Before answering this question, let’s look at the more common type of enterprise search that is used in most organizations today: federated search.
Federated Search: What Is It?
The Early Days of Search: Siloed Search
In the early days, “search” meant logging into a system and typing a query into a search box.
That search box could only access the one particular data source attached to it and nothing else. If you had to search multiple sources, you had to go through the login and search process again, and again, and again. There was just no way for that search field to access disparate sources of information.
If you forgot which data silo the content lives in or the password to log into a particular database or storage system, tough luck. If you had the crazy idea of comparing your search result across the sources you just searched, you were looking at hours of manual data organization and reorganization.
The Rise of Federated Search
When federated search first came along, it finally gave users a single search interface in which to query across multiple data silos. Finally, a single search term typed into a single search box was able to send the request for information across and get results from multiple sources of data.
That’s because federated search indexes multiple data sources at once and retrieves information from all of them via a search application that’s built on top of search engine(s). So when a user makes a single search query, the federated search engine simultaneously searches multiple, usually disparate databases and ecosystems, returning results from all sources and presenting them in a single user interface.
Federated search was a huge step forward from traditional search and became invaluable in large organizations that had thousands of documents and data sources in the cloud and on-premise, where searching them via traditional search was simply impossible.
Why Federated Search Is No Longer Enough
For a while, this seemed like the perfect solution to the search problem.
Yet as digital interactions became more common, people’s expectations around their search experience became higher, and some problems with federated search became apparent.
Now that we spend more time in front of our screens than ever, we want these interactions to get us to our desired search result quickly. In reality, people don’t have the time or desire to search anymore.
Today’s users expect the system to anticipate their next move, interpret their misspellings correctly , and learn from their previous clicks and searches to present relevant results fast.
Disconnected journeys
Today, a buyer might start with a mobile app to search for an item. Then they’ll check online reviews of the item or ask a question about it in an online community. And then they’ll search the web for instructions on how to install it. They’ll only contact the help center for troubleshooting if they can’t find a solution to their problem on their own. And when they do, they expect their interaction with the agent to move as smoothly as possible.
Whether people realize it or not, they expect their digital experiences to be highly relevant and personalized just for them. They don’t want to waste additional time explaining their issue to yet another customer service agent. They expect their needs to be anticipated and their problems solved before they even spell them out. And rightly so.
Why? Because the technology that enables a unified search experience is available today. It’s used by the digital giants who set the bar for the rest of us, whether we like it or not.

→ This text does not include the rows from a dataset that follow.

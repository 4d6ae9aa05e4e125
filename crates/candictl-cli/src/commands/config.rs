//! Configuration commands: parse, render and edit in place

use std::io::Write;
use std::path::PathBuf;

use clap::{Args, Subcommand};
use kube::Client;
use serde_json::{json, Value};
use tracing::info;

use candictl_config::parse::parse_config_from_cluster;
use candictl_config::{parse_config, MetaConfig, SchemaStore};
use candictl_kube::cluster_config::{read_config_secret, write_config_secret};
use candictl_kube::ConfigSecret;

use super::Context;
use crate::{Error, KubeArgs, Result};

const DEFAULT_EDITOR: &str = "vim";

/// Config subcommands
#[derive(Subcommand, Debug)]
pub enum ConfigCommand {
    /// Validate configuration documents and print the parsed result as JSON
    Parse(ParseArgs),
    /// Render values derived from the configuration
    #[command(subcommand)]
    Render(RenderCommand),
    /// Edit a configuration document stored in the cluster
    #[command(subcommand)]
    Edit(EditCommand),
}

/// Parse arguments
#[derive(Args, Debug, Clone)]
pub struct ParseArgs {
    /// Configuration file, multi-document YAML
    #[arg(long)]
    pub config: PathBuf,
}

/// Render subcommands
#[derive(Subcommand, Debug)]
pub enum RenderCommand {
    /// Values passed to the bashible bundle templates
    BashibleBundleValues(RenderArgs),
}

/// Render arguments
#[derive(Args, Debug, Clone)]
pub struct RenderArgs {
    /// Configuration file, multi-document YAML
    #[arg(long)]
    pub config: PathBuf,

    /// Bundle name, defaults to the one in the configuration
    #[arg(long)]
    pub bundle: Option<String>,

    /// Internal address of the node
    #[arg(long)]
    pub node_ip: Option<String>,
}

/// Edit subcommands
#[derive(Subcommand, Debug)]
pub enum EditCommand {
    /// ClusterConfiguration
    ClusterConfiguration(EditArgs),
    /// <Provider>ClusterConfiguration
    ProviderClusterConfiguration(EditArgs),
}

/// Edit arguments
#[derive(Args, Debug, Clone)]
pub struct EditArgs {
    /// Kubernetes and SSH connection
    #[command(flatten)]
    pub kube: KubeArgs,
}

/// Run a config subcommand
pub async fn run(ctx: &Context, cmd: ConfigCommand) -> Result<()> {
    match cmd {
        ConfigCommand::Parse(args) => {
            let meta = parse_config(&args.config, &*ctx.schema_store()?)?;
            println!("{}", serde_json::to_string_pretty(&meta_summary(&meta)?)?);
            Ok(())
        }
        ConfigCommand::Render(RenderCommand::BashibleBundleValues(args)) => {
            let meta = parse_config(&args.config, &*ctx.schema_store()?)?;
            let values = bashible_bundle_values(&meta, &args);
            print!("{}", serde_yaml::to_string(&values)?);
            Ok(())
        }
        ConfigCommand::Edit(EditCommand::ClusterConfiguration(args)) => {
            edit(ctx, ConfigSecret::Cluster, &args).await
        }
        ConfigCommand::Edit(EditCommand::ProviderClusterConfiguration(args)) => {
            edit(ctx, ConfigSecret::Provider, &args).await
        }
    }
}

/// JSON view of a parsed configuration
pub fn meta_summary(meta: &MetaConfig) -> Result<Value> {
    Ok(json!({
        "clusterType": meta.cluster_type.map(|t| t.as_str()),
        "providerName": meta.provider_name,
        "layout": meta.layout,
        "clusterPrefix": meta.cluster_prefix,
        "clusterDNSAddress": meta.cluster_dns_address,
        "deckhouse": serde_json::to_value(&meta.deckhouse_config)?,
        "masterNodeGroup": serde_json::to_value(&meta.master_node_group_spec)?,
        "nodeGroups": serde_json::to_value(&meta.terra_node_group_specs)?,
        "clusterConfiguration": meta.cluster_config,
        "initConfiguration": meta.init_cluster_config,
        "providerClusterConfiguration": meta.provider_cluster_config,
        "staticClusterConfiguration": meta.static_cluster_config,
    }))
}

fn bashible_bundle_values(meta: &MetaConfig, args: &RenderArgs) -> Value {
    let bundle = args
        .bundle
        .as_deref()
        .unwrap_or(&meta.deckhouse_config.bundle);
    meta.config_for_bashible_bundle(bundle, args.node_ip.as_deref())
}

async fn edit(ctx: &Context, which: ConfigSecret, args: &EditArgs) -> Result<()> {
    let schema_store = ctx.schema_store()?;
    let mut session = ctx.kube_session(&args.kube).await?;
    let result = edit_secret(ctx, &session.client(), &schema_store, which).await;
    session.stop().await;
    result
}

async fn edit_secret(
    ctx: &Context,
    client: &Client,
    schema_store: &SchemaStore,
    which: ConfigSecret,
) -> Result<()> {
    let cancel = ctx.teardown.cancellation_token();
    let cluster = read_config_secret(client, ConfigSecret::Cluster, &cancel)
        .await?
        .ok_or_else(|| Error::validation("cluster configuration Secret not found"))?;
    let provider = read_config_secret(client, ConfigSecret::Provider, &cancel)
        .await?
        .unwrap_or_default();

    let current = match which {
        ConfigSecret::Cluster => &cluster,
        _ => &provider,
    };

    let edited = {
        let _guard = ctx.teardown.non_interruptible();
        open_editor(current).await?
    };
    if edited == *current {
        info!("Configuration is unchanged");
        return Ok(());
    }

    match which {
        ConfigSecret::Cluster => validate_documents(&edited, &provider, schema_store)?,
        _ => validate_documents(&cluster, &edited, schema_store)?,
    };

    write_config_secret(client, which, &edited, &cancel).await?;
    Ok(())
}

/// Check that the pair of documents still forms a valid configuration
pub fn validate_documents(
    cluster: &[u8],
    provider: &[u8],
    schema_store: &SchemaStore,
) -> Result<MetaConfig> {
    let cluster = std::str::from_utf8(cluster)
        .map_err(|e| Error::validation(format!("cluster configuration is not UTF-8: {}", e)))?;
    let provider = std::str::from_utf8(provider)
        .map_err(|e| Error::validation(format!("provider configuration is not UTF-8: {}", e)))?;
    Ok(parse_config_from_cluster(cluster, Some(provider), schema_store)?)
}

async fn open_editor(data: &[u8]) -> Result<Vec<u8>> {
    let editor = std::env::var("EDITOR").unwrap_or_else(|_| DEFAULT_EDITOR.to_string());
    let mut parts = editor.split_whitespace();
    let program = parts
        .next()
        .ok_or_else(|| Error::validation("EDITOR is empty"))?;

    let mut file = tempfile::Builder::new()
        .prefix("candictl-config-")
        .suffix(".yaml")
        .tempfile()?;
    file.write_all(data)?;
    file.flush()?;

    let status = tokio::process::Command::new(program)
        .args(parts)
        .arg(file.path())
        .status()
        .await?;
    if !status.success() {
        return Err(Error::command_failed(format!(
            "{} exited with {}",
            editor, status
        )));
    }
    Ok(std::fs::read(file.path())?)
}

#[cfg(test)]
mod tests {
    use super::*;
    use crate::{Cli, Commands};
    use candictl_config::SchemaIndex;
    use clap::Parser;

    const CLUSTER: &str = r#"
apiVersion: deckhouse.io/v1
kind: ClusterConfiguration
clusterType: Static
kubernetesVersion: "1.16"
podSubnetCIDR: 10.222.0.0/16
serviceSubnetCIDR: 10.111.0.0/16
"#;

    const INIT: &str = r#"
apiVersion: deckhouse.io/v1
kind: InitConfiguration
deckhouse:
  imagesRepo: test
  devBranch: test
  bundle: Default
"#;

    fn permissive_store() -> SchemaStore {
        let mut store = SchemaStore::new();
        for kind in ["ClusterConfiguration", "InitConfiguration"] {
            store.register(
                SchemaIndex::new("deckhouse.io/v1", kind),
                json!({ "type": "object" }),
            );
        }
        store
    }

    fn static_meta() -> MetaConfig {
        let data = format!("{}\n---\n{}", CLUSTER, INIT);
        candictl_config::parse_config_from_data(&data, &permissive_store()).unwrap()
    }

    #[test]
    fn test_meta_summary() {
        let summary = meta_summary(&static_meta()).unwrap();
        assert_eq!(summary["clusterType"], "Static");
        assert_eq!(summary["clusterDNSAddress"], "10.111.0.10");
        assert_eq!(summary["clusterConfiguration"]["kubernetesVersion"], "1.16");
        assert_eq!(summary["providerClusterConfiguration"], json!({}));
    }

    #[test]
    fn test_bundle_flag_overrides_configuration() {
        let meta = static_meta();
        let defaults = RenderArgs {
            config: PathBuf::from("c.yaml"),
            bundle: None,
            node_ip: None,
        };
        assert_eq!(bashible_bundle_values(&meta, &defaults)["bundle"], "Default");

        let overridden = RenderArgs {
            bundle: Some("ubuntu-lts".to_string()),
            ..defaults
        };
        assert_eq!(bashible_bundle_values(&meta, &overridden)["bundle"], "ubuntu-lts");
    }

    #[test]
    fn test_validate_documents() {
        let store = permissive_store();
        let meta = validate_documents(CLUSTER.as_bytes(), b"", &store).unwrap();
        assert_eq!(meta.cluster_dns_address, "10.111.0.10");

        let unknown = b"apiVersion: deckhouse.io/v1\nkind: Mystery\n";
        assert!(validate_documents(unknown, b"", &store).is_err());
        assert!(validate_documents(&[0xff, 0xfe], b"", &store).is_err());
    }

    #[test]
    fn test_edit_subcommands() {
        let cli = Cli::try_parse_from([
            "candictl",
            "config",
            "edit",
            "provider-cluster-configuration",
            "--kubeconfig",
            "/k",
        ])
        .unwrap();
        assert!(matches!(
            cli.command,
            Commands::Config(ConfigCommand::Edit(EditCommand::ProviderClusterConfiguration(_)))
        ));
    }
}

The kind of search experience that’s expected by users today is impossible to achieve with federated search. A good, advanced search experience today requires capabilities such as autocomplete , query suggestions , filters and faceting , and so on. Unless each separate index supports each of these capabilities, your federated search won’t be able to offer these.
Unsatisfying search experiences
In addition, with federated search, it’s impossible to achieve true relevance. Because each index is searched separately, the results are ranked by source—and ranking by relevance across all content sources is impossible.
Finally, with federated search, the response times will often be quite slow. Because it searches across multiple indices, the response time will be only as fast as its slowest content source. A few years ago that might not have been a problem, but shoppers’ expectations around speed have changed dramatically as well.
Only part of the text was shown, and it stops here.